580 Selene

Discovery
- Discovered by: M. F. Wolf
- Discovery site: Heidelberg
- Discovery date: 17 December 1905

Designations
- Pronunciation: /səˈliːniː/
- Alternative designations: 1905 SE

Orbital characteristics
- Epoch 31 July 2016 (JD 2457600.5)
- Uncertainty parameter 0
- Observation arc: 110.29 yr (40283 d)
- Aphelion: 3.4971 AU (523.16 Gm)
- Perihelion: 2.9628 AU (443.23 Gm)
- Semi-major axis: 3.2300 AU (483.20 Gm)
- Eccentricity: 0.082713
- Orbital period (sidereal): 5.81 yr (2120.3 d)
- Mean anomaly: 45.310°
- Mean motion: 0° 10^{m} 11.244^{s} / day
- Inclination: 3.6614°
- Longitude of ascending node: 99.154°
- Argument of perihelion: 334.542°

Physical characteristics
- Mean radius: 22.895±1.6 km
- Synodic rotation period: 9.47 h (0.395 d)
- Geometric albedo: 0.1218±0.019
- Absolute magnitude (H): 10.3

= 580 Selene =

Outer main-belt asteroid

580 Selene is a minor planet orbiting the Sun in the asteroid belt. The name Selene is that of an ancient Greek goddess of the Moon. The name may have been inspired by the asteroid's provisional designation 1905 SE.
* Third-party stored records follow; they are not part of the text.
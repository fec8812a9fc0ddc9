//! Closed sets of categories used to index inventory data.
//!
//! Each enumeration has a matching `By*` container with one named field per
//! variant, so parameter files stay readable and every lookup is exhaustive.

use serde::{Deserialize, Serialize};
use std::fmt;

/// Fuels tracked by the inventory.
///
/// Electricity is listed as a fuel so that sector fuel tables can carry it
/// alongside the combustion fuels, but its emissions always come from the
/// grid mix rather than a direct combustion factor.
#[derive(Copy, Clone, Debug, PartialEq, Eq, Hash, PartialOrd, Ord, Serialize, Deserialize)]
#[serde(rename_all = "snake_case")]
pub enum Fuel {
    Electricity,
    NaturalGas,
    /// Residential heating fuel oil and kerosene, tabulated together
    FuelOilKerosene,
    Lpg,
    Coal,
    DistillateFuelOil,
    Kerosene,
    MotorGasoline,
    ResidualFuelOil,
    PetroleumCoke,
    StillGas,
    Naphthas,
}

impl Fuel {
    pub fn name(&self) -> &'static str {
        match self {
            Fuel::Electricity => "Electricity",
            Fuel::NaturalGas => "Natural Gas",
            Fuel::FuelOilKerosene => "Fuel Oil/Kerosene",
            Fuel::Lpg => "LPG",
            Fuel::Coal => "Coal",
            Fuel::DistillateFuelOil => "Distillate Fuel Oil",
            Fuel::Kerosene => "Kerosene",
            Fuel::MotorGasoline => "Motor Gasoline",
            Fuel::ResidualFuelOil => "Residual Fuel Oil",
            Fuel::PetroleumCoke => "Petroleum Coke",
            Fuel::StillGas => "Still Gas",
            Fuel::Naphthas => "Naphthas",
        }
    }

    pub fn is_electric(&self) -> bool {
        matches!(self, Fuel::Electricity)
    }
}

impl fmt::Display for Fuel {
    fn fmt(&self, f: &mut fmt::Formatter<'_>) -> fmt::Result {
        f.write_str(self.name())
    }
}

/// Settlement classes used to split residential, highway and transit-rail demand.
#[derive(Copy, Clone, Debug, PartialEq, Eq, Hash, Serialize, Deserialize)]
#[serde(rename_all = "snake_case")]
pub enum Settlement {
    Urban,
    Suburban,
    Rural,
}

impl Settlement {
    pub const ALL: [Settlement; 3] = [Settlement::Urban, Settlement::Suburban, Settlement::Rural];

    pub fn name(&self) -> &'static str {
        match self {
            Settlement::Urban => "urban",
            Settlement::Suburban => "suburban",
            Settlement::Rural => "rural",
        }
    }
}

impl fmt::Display for Settlement {
    fn fmt(&self, f: &mut fmt::Formatter<'_>) -> fmt::Result {
        f.write_str(self.name())
    }
}

/// A value per settlement class.
#[derive(Debug, Clone, Copy, Default, PartialEq, Serialize, Deserialize)]
pub struct BySettlement<T> {
    pub urban: T,
    pub suburban: T,
    pub rural: T,
}

impl<T> BySettlement<T> {
    pub fn new(urban: T, suburban: T, rural: T) -> Self {
        Self {
            urban,
            suburban,
            rural,
        }
    }

    pub fn get(&self, settlement: Settlement) -> &T {
        match settlement {
            Settlement::Urban => &self.urban,
            Settlement::Suburban => &self.suburban,
            Settlement::Rural => &self.rural,
        }
    }

    /// Build a value per settlement class from a function of the class.
    pub fn from_fn(mut f: impl FnMut(Settlement) -> T) -> Self {
        Self {
            urban: f(Settlement::Urban),
            suburban: f(Settlement::Suburban),
            rural: f(Settlement::Rural),
        }
    }

    pub fn try_from_fn<E>(mut f: impl FnMut(Settlement) -> Result<T, E>) -> Result<Self, E> {
        Ok(Self {
            urban: f(Settlement::Urban)?,
            suburban: f(Settlement::Suburban)?,
            rural: f(Settlement::Rural)?,
        })
    }

    pub fn iter(&self) -> impl Iterator<Item = (Settlement, &T)> {
        Settlement::ALL.into_iter().map(move |s| (s, self.get(s)))
    }
}

/// End uses of residential energy.
#[derive(Copy, Clone, Debug, PartialEq, Eq, Hash, Serialize, Deserialize)]
#[serde(rename_all = "snake_case")]
pub enum EndUse {
    SpaceHeat,
    WaterHeat,
    Other,
}

impl EndUse {
    pub const ALL: [EndUse; 3] = [EndUse::SpaceHeat, EndUse::WaterHeat, EndUse::Other];

    pub fn is_heating(&self) -> bool {
        !matches!(self, EndUse::Other)
    }
}

/// A value per end use.
#[derive(Debug, Clone, Copy, Default, PartialEq, Serialize, Deserialize)]
pub struct ByEndUse<T> {
    pub space_heat: T,
    pub water_heat: T,
    pub other: T,
}

impl<T> ByEndUse<T> {
    pub fn new(space_heat: T, water_heat: T, other: T) -> Self {
        Self {
            space_heat,
            water_heat,
            other,
        }
    }

    pub fn get(&self, end_use: EndUse) -> &T {
        match end_use {
            EndUse::SpaceHeat => &self.space_heat,
            EndUse::WaterHeat => &self.water_heat,
            EndUse::Other => &self.other,
        }
    }

    pub fn from_fn(mut f: impl FnMut(EndUse) -> T) -> Self {
        Self {
            space_heat: f(EndUse::SpaceHeat),
            water_heat: f(EndUse::WaterHeat),
            other: f(EndUse::Other),
        }
    }

    pub fn iter(&self) -> impl Iterator<Item = (EndUse, &T)> {
        EndUse::ALL.into_iter().map(move |u| (u, self.get(u)))
    }
}

impl ByEndUse<f64> {
    pub fn sum(&self) -> f64 {
        self.space_heat + self.water_heat + self.other
    }
}

/// Fuels burned or drawn by households.
#[derive(Copy, Clone, Debug, PartialEq, Eq, Hash, Serialize, Deserialize)]
#[serde(rename_all = "snake_case")]
pub enum ResidentialFuel {
    Electricity,
    NaturalGas,
    FuelOil,
    Lpg,
}

impl ResidentialFuel {
    pub const ALL: [ResidentialFuel; 4] = [
        ResidentialFuel::Electricity,
        ResidentialFuel::NaturalGas,
        ResidentialFuel::FuelOil,
        ResidentialFuel::Lpg,
    ];

    pub const FOSSIL: [ResidentialFuel; 3] = [
        ResidentialFuel::NaturalGas,
        ResidentialFuel::FuelOil,
        ResidentialFuel::Lpg,
    ];

    pub fn fuel(&self) -> Fuel {
        match self {
            ResidentialFuel::Electricity => Fuel::Electricity,
            ResidentialFuel::NaturalGas => Fuel::NaturalGas,
            ResidentialFuel::FuelOil => Fuel::FuelOilKerosene,
            ResidentialFuel::Lpg => Fuel::Lpg,
        }
    }
}

/// A value per residential fuel.
#[derive(Debug, Clone, Copy, Default, PartialEq, Serialize, Deserialize)]
pub struct ByResidentialFuel<T> {
    pub electricity: T,
    pub natural_gas: T,
    pub fuel_oil: T,
    pub lpg: T,
}

impl<T> ByResidentialFuel<T> {
    pub fn get(&self, fuel: ResidentialFuel) -> &T {
        match fuel {
            ResidentialFuel::Electricity => &self.electricity,
            ResidentialFuel::NaturalGas => &self.natural_gas,
            ResidentialFuel::FuelOil => &self.fuel_oil,
            ResidentialFuel::Lpg => &self.lpg,
        }
    }

    pub fn get_mut(&mut self, fuel: ResidentialFuel) -> &mut T {
        match fuel {
            ResidentialFuel::Electricity => &mut self.electricity,
            ResidentialFuel::NaturalGas => &mut self.natural_gas,
            ResidentialFuel::FuelOil => &mut self.fuel_oil,
            ResidentialFuel::Lpg => &mut self.lpg,
        }
    }

    pub fn from_fn(mut f: impl FnMut(ResidentialFuel) -> T) -> Self {
        Self {
            electricity: f(ResidentialFuel::Electricity),
            natural_gas: f(ResidentialFuel::NaturalGas),
            fuel_oil: f(ResidentialFuel::FuelOil),
            lpg: f(ResidentialFuel::Lpg),
        }
    }

    pub fn iter(&self) -> impl Iterator<Item = (ResidentialFuel, &T)> {
        ResidentialFuel::ALL.into_iter().map(move |f| (f, self.get(f)))
    }
}

/// Reporting sectors of the inventory.
///
/// The first seven are emitting sectors; `Sequestration` is the non-positive
/// sequestration and storage term.
#[derive(Copy, Clone, Debug, PartialEq, Eq, Hash, Serialize, Deserialize)]
#[serde(rename_all = "snake_case")]
pub enum Sector {
    Residential,
    CommercialIndustrial,
    Highway,
    Aviation,
    Rail,
    OtherMobile,
    NonEnergy,
    Sequestration,
}

impl Sector {
    pub const ALL: [Sector; 8] = [
        Sector::Residential,
        Sector::CommercialIndustrial,
        Sector::Highway,
        Sector::Aviation,
        Sector::Rail,
        Sector::OtherMobile,
        Sector::NonEnergy,
        Sector::Sequestration,
    ];

    pub const EMITTING: [Sector; 7] = [
        Sector::Residential,
        Sector::CommercialIndustrial,
        Sector::Highway,
        Sector::Aviation,
        Sector::Rail,
        Sector::OtherMobile,
        Sector::NonEnergy,
    ];

    pub fn name(&self) -> &'static str {
        match self {
            Sector::Residential => "Residential",
            Sector::CommercialIndustrial => "Commercial/Industrial",
            Sector::Highway => "Mobile-Highway",
            Sector::Aviation => "Mobile-Aviation",
            Sector::Rail => "Mobile-Rail",
            Sector::OtherMobile => "Mobile-Other",
            Sector::NonEnergy => "Non-Energy",
            Sector::Sequestration => "Sequestration and Storage",
        }
    }
}

impl fmt::Display for Sector {
    fn fmt(&self, f: &mut fmt::Formatter<'_>) -> fmt::Result {
        f.write_str(self.name())
    }
}

/// A value per reporting sector.
#[derive(Debug, Clone, Copy, Default, PartialEq, Serialize, Deserialize)]
pub struct BySector<T> {
    pub residential: T,
    pub commercial_industrial: T,
    pub highway: T,
    pub aviation: T,
    pub rail: T,
    pub other_mobile: T,
    pub non_energy: T,
    pub sequestration: T,
}

impl<T> BySector<T> {
    pub fn get(&self, sector: Sector) -> &T {
        match sector {
            Sector::Residential => &self.residential,
            Sector::CommercialIndustrial => &self.commercial_industrial,
            Sector::Highway => &self.highway,
            Sector::Aviation => &self.aviation,
            Sector::Rail => &self.rail,
            Sector::OtherMobile => &self.other_mobile,
            Sector::NonEnergy => &self.non_energy,
            Sector::Sequestration => &self.sequestration,
        }
    }

    pub fn from_fn(mut f: impl FnMut(Sector) -> T) -> Self {
        Self {
            residential: f(Sector::Residential),
            commercial_industrial: f(Sector::CommercialIndustrial),
            highway: f(Sector::Highway),
            aviation: f(Sector::Aviation),
            rail: f(Sector::Rail),
            other_mobile: f(Sector::OtherMobile),
            non_energy: f(Sector::NonEnergy),
            sequestration: f(Sector::Sequestration),
        }
    }

    pub fn iter(&self) -> impl Iterator<Item = (Sector, &T)> {
        Sector::ALL.into_iter().map(move |s| (s, self.get(s)))
    }
}

impl BySector<f64> {
    /// Sum of the seven emitting sectors.
    pub fn gross_emissions(&self) -> f64 {
        Sector::EMITTING.iter().map(|s| *self.get(*s)).sum()
    }

    /// Gross emissions plus the (non-positive) sequestration term.
    pub fn net_emissions(&self) -> f64 {
        self.gross_emissions() + self.sequestration
    }
}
This body orbits the Sun nearly midway between the orbits of Mars and Jupiter. The orbital eccentricity is slightly lower than that of Mars. Based on its light curve, Selene has an estimated rotation period of 0.3947±0.0004 days, or just under 9.5 hours. During each rotation, the apparent magnitude varies by 0.27. The approximate diameter of this asteroid is 46 km. (Some sources list a diameter of up to 56 km.) The albedo is about 7%, comparable to that of the Earth's Moon.